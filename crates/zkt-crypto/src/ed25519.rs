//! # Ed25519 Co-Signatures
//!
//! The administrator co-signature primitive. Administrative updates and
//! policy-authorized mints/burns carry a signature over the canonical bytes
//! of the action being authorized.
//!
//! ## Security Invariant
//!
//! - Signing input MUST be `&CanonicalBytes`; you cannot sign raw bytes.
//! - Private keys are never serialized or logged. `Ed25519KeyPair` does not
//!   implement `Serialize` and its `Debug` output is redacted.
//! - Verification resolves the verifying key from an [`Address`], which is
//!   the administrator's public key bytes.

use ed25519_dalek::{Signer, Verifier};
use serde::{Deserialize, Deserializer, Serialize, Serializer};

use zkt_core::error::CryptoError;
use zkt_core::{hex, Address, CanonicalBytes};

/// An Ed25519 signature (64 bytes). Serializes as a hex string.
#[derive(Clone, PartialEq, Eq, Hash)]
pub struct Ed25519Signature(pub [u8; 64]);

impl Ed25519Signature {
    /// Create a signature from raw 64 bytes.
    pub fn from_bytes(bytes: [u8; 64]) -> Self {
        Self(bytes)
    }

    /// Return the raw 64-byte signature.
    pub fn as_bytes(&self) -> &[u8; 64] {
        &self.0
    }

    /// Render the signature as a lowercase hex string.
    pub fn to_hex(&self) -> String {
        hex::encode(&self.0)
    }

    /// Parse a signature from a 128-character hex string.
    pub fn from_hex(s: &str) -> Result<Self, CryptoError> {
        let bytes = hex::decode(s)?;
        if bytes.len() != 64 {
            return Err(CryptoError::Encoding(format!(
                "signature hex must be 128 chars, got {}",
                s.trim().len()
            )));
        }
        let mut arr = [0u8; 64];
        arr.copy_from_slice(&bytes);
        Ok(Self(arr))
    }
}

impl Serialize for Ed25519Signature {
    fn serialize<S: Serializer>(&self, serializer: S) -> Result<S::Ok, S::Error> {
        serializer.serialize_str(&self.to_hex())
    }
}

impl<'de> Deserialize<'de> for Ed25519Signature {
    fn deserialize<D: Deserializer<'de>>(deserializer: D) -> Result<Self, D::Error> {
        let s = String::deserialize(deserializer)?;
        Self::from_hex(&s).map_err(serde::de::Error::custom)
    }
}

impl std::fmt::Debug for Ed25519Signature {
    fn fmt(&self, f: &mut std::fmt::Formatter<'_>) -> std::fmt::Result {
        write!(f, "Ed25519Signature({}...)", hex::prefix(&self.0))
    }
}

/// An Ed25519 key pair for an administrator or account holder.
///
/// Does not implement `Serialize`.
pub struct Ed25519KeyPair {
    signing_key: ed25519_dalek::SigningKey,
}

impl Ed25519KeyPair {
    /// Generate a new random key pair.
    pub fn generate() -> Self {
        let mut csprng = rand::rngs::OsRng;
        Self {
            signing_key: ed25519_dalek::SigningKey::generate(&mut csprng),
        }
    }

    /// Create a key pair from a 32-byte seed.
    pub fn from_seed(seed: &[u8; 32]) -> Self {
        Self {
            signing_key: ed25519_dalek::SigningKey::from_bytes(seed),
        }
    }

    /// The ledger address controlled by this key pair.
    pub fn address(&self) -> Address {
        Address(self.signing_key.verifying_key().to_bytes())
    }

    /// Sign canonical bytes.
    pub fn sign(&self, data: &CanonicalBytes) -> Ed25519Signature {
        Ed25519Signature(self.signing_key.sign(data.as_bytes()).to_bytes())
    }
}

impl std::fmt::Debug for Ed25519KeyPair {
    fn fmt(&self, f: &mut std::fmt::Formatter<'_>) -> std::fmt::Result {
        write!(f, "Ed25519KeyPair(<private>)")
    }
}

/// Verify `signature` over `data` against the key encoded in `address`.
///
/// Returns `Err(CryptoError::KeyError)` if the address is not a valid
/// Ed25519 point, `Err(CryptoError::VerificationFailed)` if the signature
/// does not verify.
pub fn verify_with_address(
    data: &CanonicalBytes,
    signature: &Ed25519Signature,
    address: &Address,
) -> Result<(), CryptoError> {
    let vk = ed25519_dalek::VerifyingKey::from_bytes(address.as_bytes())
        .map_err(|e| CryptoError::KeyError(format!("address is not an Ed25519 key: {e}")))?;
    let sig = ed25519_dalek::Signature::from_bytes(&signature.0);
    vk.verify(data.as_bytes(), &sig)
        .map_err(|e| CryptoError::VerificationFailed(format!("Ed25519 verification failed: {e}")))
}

> [Exercise objective]:
Copy all the lines above that hold the string "data".

> [Result]:
    pub fn sign(&self, data: &CanonicalBytes) -> Ed25519Signature {
        Ed25519Signature(self.signing_key.sign(data.as_bytes()).to_bytes())
/// Verify `signature` over `data` against the key encoded in `address`.
    data: &CanonicalBytes,
    vk.verify(data.as_bytes(), &sig)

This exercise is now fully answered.